Cuba, comme de nombreux pays du sud, base son économie sur le tourisme. Ce sont des revenus rapides et qui profitent à une grande partie de la population. Couper le tourisme revient à priver le pays d’une source de revenus directs. Avec sa stratégie d’asphyxie énergétique Trump n’en demandait pas tant. Son objectif mercantile était de “prendre” Cuba selon ses termes, mais surtout de prendre part au développement touristique du pays. L’industrie du tourisme lui a carrément emboîté le pas, en donnant un échos particulier à son blocus. Et ce sont les propres Européens qui lui offraient la destination Cuba sur un plateau en venant accentuer le blocus énergétique par un blocus touristique.

On pourrait se poser la question, de ces deux blocus, lequel est le plus pénalisant pour la population cubaine ? Ce qui est sûr c’est que la conjugaison des deux aura raison de la ténacité et de la résilience des Cubains.

Les décideurs, les émetteurs de tourisme, ceux qui communiquent sur “le tourisme authentique”, “la rencontre entre les peuples” ou “le tourisme durable” devraient savoir que leurs décisions prises pour des raisons davantage marketing que sécuritaire, sans aucune réflexion ni même vérification, ont des conséquences catastrophiques sur les populations visées. Derrière l’entreprise d’un réceptif, d’un hôtelier ou d’un transporteur, ce sont des milliers de personnes qui vivent directement ou indirectement des revenus du tourisme.

Pour toutes ces raisons, pour leur propre sécurité, leur survie et celle de tous ceux en relation avec l’activité touristique d’un pays, les réceptifs doivent renverser cette tendance. C’est aux réceptifs, aux professionnels du tourisme sur place, de dire si le pays peut ou non accueillir des visiteurs dans des conditions normales. Pour le moins, les professionnels du tourisme des pays émetteurs qui se respectent pourraient avoir la décence de dialoguer avec leurs prestataires sur place, au lieu de couper tout bonnement et simplement le flux de clients du jour au lendemain.

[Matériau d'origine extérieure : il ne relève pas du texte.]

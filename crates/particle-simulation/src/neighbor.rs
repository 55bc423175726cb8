//! Neighbor queries
//!
//! Two interchangeable strategies behind [`NeighborQuery`]: a full scan and a
//! uniform hash grid. Both report every particle strictly within the radius,
//! excluding the query particle itself, so a model can swap one for the other
//! without changing its results. Only the visiting order differs.

use glam::Vec2;
use particle_physics::PAIR_GRID_FACTOR;
use std::collections::HashMap;
use std::ops::ControlFlow;

/// A particle found within range of the query particle
#[derive(Clone, Copy, Debug, PartialEq)]
pub struct Neighbor {
    pub index: usize,
    /// Vector from the query particle to this neighbor
    pub delta: Vec2,
    pub distance_sq: f32,
}

pub trait NeighborQuery {
    /// Index the current positions. Must be called before querying a tick.
    fn rebuild(&mut self, positions: &[Vec2], radius: f32);

    /// Visit every index that may lie within the indexed radius of `point`
    fn for_each_candidate(
        &self,
        point: Vec2,
        visit: &mut dyn FnMut(usize) -> ControlFlow<()>,
    ) -> ControlFlow<()>;

    /// Visit every particle within `radius` of `positions[index]`, excluding itself
    ///
    /// Squared distances are compared first; no square root is taken. Returning
    /// `ControlFlow::Break` from `visit` stops the search.
    fn for_each_within(
        &self,
        positions: &[Vec2],
        index: usize,
        radius: f32,
        visit: &mut dyn FnMut(Neighbor) -> ControlFlow<()>,
    ) -> ControlFlow<()> {
        let origin = positions[index];
        let radius_sq = radius * radius;
        self.for_each_candidate(origin, &mut |other| {
            if other == index {
                return ControlFlow::Continue(());
            }
            let Some(&position) = positions.get(other) else {
                return ControlFlow::Continue(());
            };
            let delta = position - origin;
            let distance_sq = delta.length_squared();
            if distance_sq < radius_sq {
                visit(Neighbor {
                    index: other,
                    delta,
                    distance_sq,
                })
            } else {
                ControlFlow::Continue(())
            }
        })
    }

    /// Collect the neighbor set of `positions[index]`
    fn neighbors_of(&self, positions: &[Vec2], index: usize, radius: f32) -> Vec<Neighbor> {
        let mut found = Vec::new();
        let _ = self.for_each_within(positions, index, radius, &mut |n| {
            found.push(n);
            ControlFlow::Continue(())
        });
        found
    }
}

/// O(n²) scan over every indexed particle
#[derive(Clone, Debug, Default)]
pub struct NaiveScan {
    count: usize,
}

impl NeighborQuery for NaiveScan {
    fn rebuild(&mut self, positions: &[Vec2], _radius: f32) {
        self.count = positions.len();
    }

    fn for_each_candidate(
        &self,
        _point: Vec2,
        visit: &mut dyn FnMut(usize) -> ControlFlow<()>,
    ) -> ControlFlow<()> {
        for index in 0..self.count {
            visit(index)?;
        }
        ControlFlow::Continue(())
    }
}

/// Uniform hash grid of square cells
///
/// Cells have side `cell_factor * radius`. A query visits the 3x3 block around
/// the point's cell, column by column, so the factor must be at least 1.
#[derive(Clone, Debug)]
pub struct SpatialGrid {
    cell_factor: f32,
    cell_size: f32,
    cells: HashMap<(i32, i32), Vec<usize>>,
}

impl Default for SpatialGrid {
    fn default() -> Self {
        Self::new(PAIR_GRID_FACTOR)
    }
}

impl SpatialGrid {
    pub fn new(cell_factor: f32) -> Self {
        Self {
            cell_factor: cell_factor.max(1.0),
            cell_size: 1.0,
            cells: HashMap::new(),
        }
    }

    pub fn cell_size(&self) -> f32 {
        self.cell_size
    }

    pub fn cell_of(&self, point: Vec2) -> (i32, i32) {
        (
            (point.x / self.cell_size).floor() as i32,
            (point.y / self.cell_size).floor() as i32,
        )
    }

    /// Number of occupied cells
    pub fn occupied_cells(&self) -> usize {
        self.cells.len()
    }
}

impl NeighborQuery for SpatialGrid {
    fn rebuild(&mut self, positions: &[Vec2], radius: f32) {
        let size = radius * self.cell_factor;
        self.cell_size = if size.is_finite() && size > 0.0 { size } else { 1.0 };
        self.cells.clear();
        for (index, &position) in positions.iter().enumerate() {
            let key = self.cell_of(position);
            self.cells.entry(key).or_default().push(index);
        }
    }

    fn for_each_candidate(
        &self,
        point: Vec2,
        visit: &mut dyn FnMut(usize) -> ControlFlow<()>,
    ) -> ControlFlow<()> {
        let (cx, cy) = self.cell_of(point);
        for dx in -1..=1 {
            for dy in -1..=1 {
                let Some(bucket) = self.cells.get(&(cx.saturating_add(dx), cy.saturating_add(dy))) else {
                    continue;
                };
                for &index in bucket {
                    visit(index)?;
                }
            }
        }
        ControlFlow::Continue(())
    }
}
use crate::palette::flocking::{BACKGROUND, BOID};
use crate::{with_composite, Canvas, CompositeMode, SceneRenderer};
use particle_physics::BOID_SEGMENT_HALF_LENGTH;
use particle_simulation::{FlockingSimulation, NeighborQuery, Simulation};

const SEGMENT_ALPHA: f32 = 0.6;
const SEGMENT_WIDTH: f32 = 1.5;
const HEAD_RADIUS: f32 = 0.8;

/// Boids as glowing heading-aligned dashes over fading trails
#[derive(Debug, Default)]
pub struct FlockRenderer;

impl<Q: NeighborQuery> SceneRenderer<FlockingSimulation<Q>> for FlockRenderer {
    fn draw(&mut self, simulation: &FlockingSimulation<Q>, canvas: &mut dyn Canvas) {
        // Trail length is the overpaint alpha: smaller fades slower
        canvas.fill(BACKGROUND.with_alpha(simulation.params().trail_length));

        let boids = simulation.entities();
        with_composite(canvas, CompositeMode::Lighter, |canvas| {
            let body = BOID.with_alpha(SEGMENT_ALPHA);
            for boid in boids {
                let offset = boid.heading() * BOID_SEGMENT_HALF_LENGTH;
                let position = boid.motion.position;
                canvas.stroke_line(position - offset, position + offset, SEGMENT_WIDTH, body);
            }
            for boid in boids {
                canvas.fill_circle(boid.motion.position, HEAD_RADIUS, BOID);
            }
        });
    }
}
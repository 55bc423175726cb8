//! Perspective camera for the orbital cloud

use glam::{Vec2, Vec3};
use particle_physics::{ORBITAL_CAMERA_DISTANCE, ORBITAL_FOCAL_LENGTH, ORBITAL_NEAR_CLIP};

/// A projected point in logical canvas units
#[derive(Clone, Copy, Debug, PartialEq)]
pub struct Projection {
    pub screen: Vec2,
    /// Size multiplier at this depth
    pub scale: f32,
    pub depth: f32,
}

/// Fixed camera looking down -z at the origin, with the scene rotated in
/// front of it
#[derive(Clone, Copy, Debug, PartialEq)]
pub struct OrbitCamera {
    pub distance: f32,
    pub focal_length: f32,
    pub near_clip: f32,
    /// Screen position of the origin
    pub center: Vec2,
    sin_cos_x: (f32, f32),
    sin_cos_y: (f32, f32),
}

impl Default for OrbitCamera {
    fn default() -> Self {
        Self {
            distance: ORBITAL_CAMERA_DISTANCE,
            focal_length: ORBITAL_FOCAL_LENGTH,
            near_clip: ORBITAL_NEAR_CLIP,
            center: Vec2::ZERO,
            sin_cos_x: (0.0, 1.0),
            sin_cos_y: (0.0, 1.0),
        }
    }
}

impl OrbitCamera {
    pub fn new(center: Vec2) -> Self {
        Self {
            center,
            ..Default::default()
        }
    }

    /// Scene rotation for this frame: `rotation.y` about the vertical axis
    /// first, then `rotation.x` about the horizontal one
    pub fn set_rotation(&mut self, rotation: Vec2) {
        self.sin_cos_x = rotation.x.sin_cos();
        self.sin_cos_y = rotation.y.sin_cos();
    }

    pub fn rotate(&self, p: Vec3) -> Vec3 {
        let (sin_y, cos_y) = self.sin_cos_y;
        let (sin_x, cos_x) = self.sin_cos_x;
        let x1 = p.x * cos_y - p.z * sin_y;
        let z1 = p.z * cos_y + p.x * sin_y;
        let y1 = p.y * cos_x - z1 * sin_x;
        let z2 = z1 * cos_x + p.y * sin_x;
        Vec3::new(x1, y1, z2)
    }

    /// `None` when the point is behind the near clip
    pub fn project(&self, p: Vec3) -> Option<Projection> {
        let rotated = self.rotate(p);
        let depth = self.distance + rotated.z;
        if depth < self.near_clip {
            return None;
        }
        let scale = self.focal_length / depth;
        Some(Projection {
            screen: self.center + Vec2::new(rotated.x, rotated.y) * scale,
            scale,
            depth,
        })
    }
}
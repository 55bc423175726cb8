use crate::palette::gravity_background;
use crate::{with_composite, Canvas, Color, CompositeMode, SceneRenderer};
use glam::Vec2;
use particle_simulation::{GravitySimulation, Simulation};

/// Fraction of the shorter view side covered by the outer boundary
const VIEW_FILL: f32 = 0.9;
const BODY_RADIUS: f32 = 2.5;
const BODY_GLOW_RADIUS: f32 = 8.0;
const TRAIL_WIDTH: f32 = 1.2;
const TRAIL_ALPHA: f32 = 0.6;
const CENTRAL_GLOW_FACTOR: f32 = 4.0;

/// World-to-view mapping: the central body at the view center, the outer
/// boundary just inside the shorter side
#[derive(Clone, Copy, Debug, PartialEq)]
pub struct WorldView {
    pub center: Vec2,
    /// Logical units per world unit
    pub scale: f32,
}

impl WorldView {
    pub fn fit(view_size: Vec2, max_radius: f32) -> Self {
        let scale = if max_radius > 0.0 {
            view_size.min_element() * 0.5 * VIEW_FILL / max_radius
        } else {
            1.0
        };
        Self {
            center: view_size * 0.5,
            scale,
        }
    }

    pub fn to_view(&self, world: Vec2) -> Vec2 {
        self.center + world * self.scale
    }
}

/// Orbiting bodies with fading trails around a dark central mass
#[derive(Debug, Default)]
pub struct GravityRenderer {
    points: Vec<Vec2>,
}

impl SceneRenderer<GravitySimulation> for GravityRenderer {
    fn draw(&mut self, simulation: &GravitySimulation, canvas: &mut dyn Canvas) {
        let params = simulation.params();
        let view = WorldView::fit(canvas.size(), params.max_radius);
        canvas.fill(gravity_background());

        // Trails fade from transparent at the oldest point
        for body in simulation.orbiting() {
            self.points.clear();
            self.points.extend(body.trail.iter().map(|&p| view.to_view(p)));
            let [r, g, b] = body.color;
            let color = Color::from_rgb8(r, g, b);
            let segments = self.points.len().saturating_sub(1);
            for (i, segment) in self.points.windows(2).enumerate() {
                let age = (i + 1) as f32 / segments as f32;
                canvas.stroke_line(segment[0], segment[1], TRAIL_WIDTH, color.with_alpha(age * TRAIL_ALPHA));
            }
        }

        let bodies = simulation.orbiting();
        with_composite(canvas, CompositeMode::Lighter, |canvas| {
            for body in bodies {
                let [r, g, b] = body.color;
                let color = Color::from_rgb8(r, g, b);
                let position = view.to_view(body.motion.position);
                canvas.radial_glow(position, BODY_GLOW_RADIUS, color.with_alpha(0.35), color.with_alpha(0.0));
                canvas.fill_circle(position, BODY_RADIUS, color);
            }
        });

        let central = simulation.central();
        let [r, g, b] = central.color;
        let radius = (params.capture_radius * view.scale).max(BODY_RADIUS);
        let halo = Color::from_catppuccin(&catppuccin::PALETTE.mocha.colors.mauve);
        canvas.radial_glow(
            view.center,
            radius * CENTRAL_GLOW_FACTOR,
            halo.with_alpha(0.4),
            halo.with_alpha(0.0),
        );
        canvas.fill_circle(view.center, radius, Color::from_rgb8(r, g, b));
    }
}
//! Frame timing
//!
//! Rules are written per reference frame (1/60 s). The clock converts wall time
//! into a whole number of reference ticks per displayed frame so simulations
//! run at the same pace on 60 Hz and 144 Hz displays.
//!
//! ```ignore
//! let mut clock = FrameClock::new();
//! // once per redraw:
//! for _ in 0..clock.advance(Instant::now()) {
//!     let time = clock.next_tick();
//!     simulation.step(&time);
//! }
//! ```

use std::time::{Duration, Instant};

/// Length of one reference tick
pub const REFERENCE_TICK: Duration = Duration::from_nanos(16_666_667);

/// Upper bound on ticks run for a single displayed frame
pub const MAX_TICKS_PER_FRAME: u32 = 4;

/// Simulated time handed to [`Simulation::step`](crate::Simulation::step)
#[derive(Clone, Copy, Debug, Default, PartialEq)]
pub struct FrameTime {
    /// Simulated seconds since the clock started
    pub elapsed: f32,
    /// Seconds per tick
    pub delta: f32,
    /// Tick number, starting at 1 for the first tick
    pub tick: u64,
}

impl FrameTime {
    /// Time of tick number `tick` on a fixed reference clock
    pub fn at_tick(tick: u64) -> Self {
        let delta = REFERENCE_TICK.as_secs_f32();
        Self {
            elapsed: tick as f32 * delta,
            delta,
            tick,
        }
    }
}

#[derive(Debug)]
pub struct FrameClock {
    last_frame: Option<Instant>,
    accumulator: Duration,
    tick_duration: Duration,
    max_ticks_per_frame: u32,
    tick: u64,
    frame_count: u64,
    fps: f32,
    fps_frames: u32,
    fps_window: Duration,
    paused: bool,
    step_requested: bool,
}

impl Default for FrameClock {
    fn default() -> Self {
        Self::new()
    }
}

impl FrameClock {
    pub fn new() -> Self {
        Self {
            last_frame: None,
            accumulator: Duration::ZERO,
            tick_duration: REFERENCE_TICK,
            max_ticks_per_frame: MAX_TICKS_PER_FRAME,
            tick: 0,
            frame_count: 0,
            fps: 0.0,
            fps_frames: 0,
            fps_window: Duration::ZERO,
            paused: false,
            step_requested: false,
        }
    }

    /// Record a displayed frame at `now` and return how many ticks to run
    ///
    /// The first frame always runs one tick.
    pub fn advance(&mut self, now: Instant) -> u32 {
        let delta = match self.last_frame.replace(now) {
            Some(previous) => now.saturating_duration_since(previous),
            None => self.tick_duration,
        };
        self.advance_by(delta)
    }

    /// Same as [`advance`](Self::advance) with an explicit frame duration
    pub fn advance_by(&mut self, delta: Duration) -> u32 {
        self.frame_count += 1;
        self.update_fps(delta);

        if self.paused {
            self.accumulator = Duration::ZERO;
            return if std::mem::take(&mut self.step_requested) { 1 } else { 0 };
        }

        self.accumulator += delta;
        let mut ticks = 0;
        while self.accumulator >= self.tick_duration && ticks < self.max_ticks_per_frame {
            self.accumulator -= self.tick_duration;
            ticks += 1;
        }
        if ticks == self.max_ticks_per_frame {
            // Too far behind; drop the backlog instead of spiralling
            self.accumulator = Duration::ZERO;
        }
        ticks
    }

    /// Consume one tick and return its time
    pub fn next_tick(&mut self) -> FrameTime {
        self.tick += 1;
        let delta = self.tick_duration.as_secs_f32();
        FrameTime {
            elapsed: self.tick as f32 * delta,
            delta,
            tick: self.tick,
        }
    }

    fn update_fps(&mut self, delta: Duration) {
        self.fps_frames += 1;
        self.fps_window += delta;
        if self.fps_window >= Duration::from_millis(500) {
            self.fps = self.fps_frames as f32 / self.fps_window.as_secs_f32();
            self.fps_frames = 0;
            self.fps_window = Duration::ZERO;
        }
    }

    pub fn pause(&mut self) {
        self.paused = true;
    }

    pub fn resume(&mut self) {
        self.paused = false;
        self.step_requested = false;
    }

    pub fn toggle_pause(&mut self) {
        if self.paused {
            self.resume();
        } else {
            self.pause();
        }
    }

    /// Run exactly one tick on the next frame while paused
    pub fn step_once(&mut self) {
        if self.paused {
            self.step_requested = true;
        }
    }

    pub fn is_paused(&self) -> bool {
        self.paused
    }

    /// Ticks run so far
    pub fn tick(&self) -> u64 {
        self.tick
    }

    /// Frames recorded so far
    pub fn frame(&self) -> u64 {
        self.frame_count
    }

    /// Displayed frames per second, refreshed twice a second
    pub fn fps(&self) -> f32 {
        self.fps
    }
}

Les réceptifs, une fois de plus, pâtissent de leur isolement et peinent à se faire entendre. Créer une communauté de réceptifs permettraient d’organiser une entraide pour ceux dont la destination est visée par la rumeur et le manque de discernement des professionnels du tourisme. Avoir une plus grande notoriété en tant que groupement donne la possibilité de communiquer plus largement et de se faire entendre par un plus grand nombre. Les clients intelligents, capables de réflexion et de détachement par rapport aux fausses informations sont nombreux. Il nous faut les trouver afin de leur expliquer, depuis le pays concerné, la vérité sur une situation donnée. C’est au client final, adulte et responsable, de prendre sa propre décision en connaissance de cause. L’intermédiaire, méconnaissant la destination, ne peut se permettre de jouer de son influence pour induire les voyageurs en erreur.